Patricia and Phillip Frost Museum of Science
Since its beginning in 1950, The Miami Science Museum and Planetarium has grown to become a landmark institution providing South Florida with the latest in science and technology through its interactive exhibits, educational programs, planetarium programming, wildlife center, youth programs and outreach to the community. Over the years the museum has continually expanded its outreach and membership and as a result, has outgrown its current space. A new $275,000,000 museum is being planned on the Miami Waterfront.
It is the museum's desire to replace their antiquated facilities with a building that will serve as a living exhibit. It will provide a natural environment for the gulfstream wildlife and be constructed to seamlessly integrate the indoor and outdoor museum spaces. The museum is also focused on creating as little impact to the existing environment as possible.
In order to create the most energy efficient building possible, Syska engineers are using CFD modeling, recommending fenestration to promote cross-breeze through the outdoor spaces, performing energy modeling, reviewing the use of heat from the CHP to produce chilled water, exploring the use of desiccant energy recovery wheels for HVAC and studying on-site cogeneration among many other strategies. Due to the high humidity climate of South Florida, engineers are evaluating the benefits of displacement ventilation and are also studying the use of spare heat from the CHP to control humidity levels.
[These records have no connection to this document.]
//! Repository for the `hidden_items` table (per-user catalog hide list).

use sqlx::PgPool;
use best_dressed_core::types::DbId;

pub struct HiddenItemRepo;

impl HiddenItemRepo {
    /// Hide a catalog item for a user. Returns `false` if it was already
    /// hidden.
    pub async fn hide(
        pool: &PgPool,
        user_id: DbId,
        catalog_item_id: DbId,
    ) -> Result<bool, sqlx::Error> {
        let result = sqlx::query(
            "INSERT INTO hidden_items (user_id, catalog_item_id) VALUES ($1, $2) \
             ON CONFLICT (user_id, catalog_item_id) DO NOTHING",
        )
        .bind(user_id)
        .bind(catalog_item_id)
        .execute(pool)
        .await?;
        Ok(result.rows_affected() > 0)
    }

    /// Returns `true` if a hide-list entry was removed.
    pub async fn unhide(
        pool: &PgPool,
        user_id: DbId,
        catalog_item_id: DbId,
    ) -> Result<bool, sqlx::Error> {
        let result =
            sqlx::query("DELETE FROM hidden_items WHERE user_id = $1 AND catalog_item_id = $2")
                .bind(user_id)
                .bind(catalog_item_id)
                .execute(pool)
                .await?;
        Ok(result.rows_affected() > 0)
    }
}
//! Forum threads and posts.

use serde::{Deserialize, Serialize};
use sqlx::FromRow;
use best_dressed_core::types::{DbId, Timestamp};

/// A row from the `threads` table.
#[derive(Debug, Clone, FromRow, Serialize)]
pub struct Thread {
    pub id: DbId,
    pub user_id: DbId,
    pub title: String,
    pub content: String,
    pub outfit_id: Option<DbId>,
    pub created_at: Timestamp,
}

/// Thread listing row with author and engagement counts.
#[derive(Debug, Clone, FromRow, Serialize)]
pub struct ThreadSummary {
    #[sqlx(flatten)]
    #[serde(flatten)]
    pub thread: Thread,
    pub author: String,
    pub reply_count: i64,
    pub like_count: i64,
    pub is_saved: bool,
}

/// A row from the `posts` table joined with the author's username.
#[derive(Debug, Clone, FromRow, Serialize)]
pub struct Post {
    pub id: DbId,
    pub thread_id: DbId,
    pub user_id: DbId,
    pub content: String,
    pub created_at: Timestamp,
    pub author: String,
    pub like_count: i64,
}

#[derive(Debug, Clone, Default, Deserialize)]
pub struct CreateThread {
    #[serde(default)]
    pub title: String,
    #[serde(default)]
    pub content: String,
    pub outfit_id: Option<DbId>,
}

#[derive(Debug, Clone, Default, Deserialize)]
pub struct CreatePost {
    #[serde(default)]
    pub content: String,
}

/// Like state after a toggle.
#[derive(Debug, Clone, Copy, PartialEq, Eq, Serialize)]
pub struct LikeState {
    pub liked: bool,
    pub like_count: i64,
}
The Aquatic Life Support Team will provide life support designs for more than 714,000 gallons of aquarium exhibits. The team will employ sustainable strategies such as the use of alternative piping materials, the use of sea water from Biscayne Bay for salt water exhibits and provide natural environments for the mangroves exhibit by designing simulated tidal action. They will also create underwater patterns to promote growth within the live coral exhibit.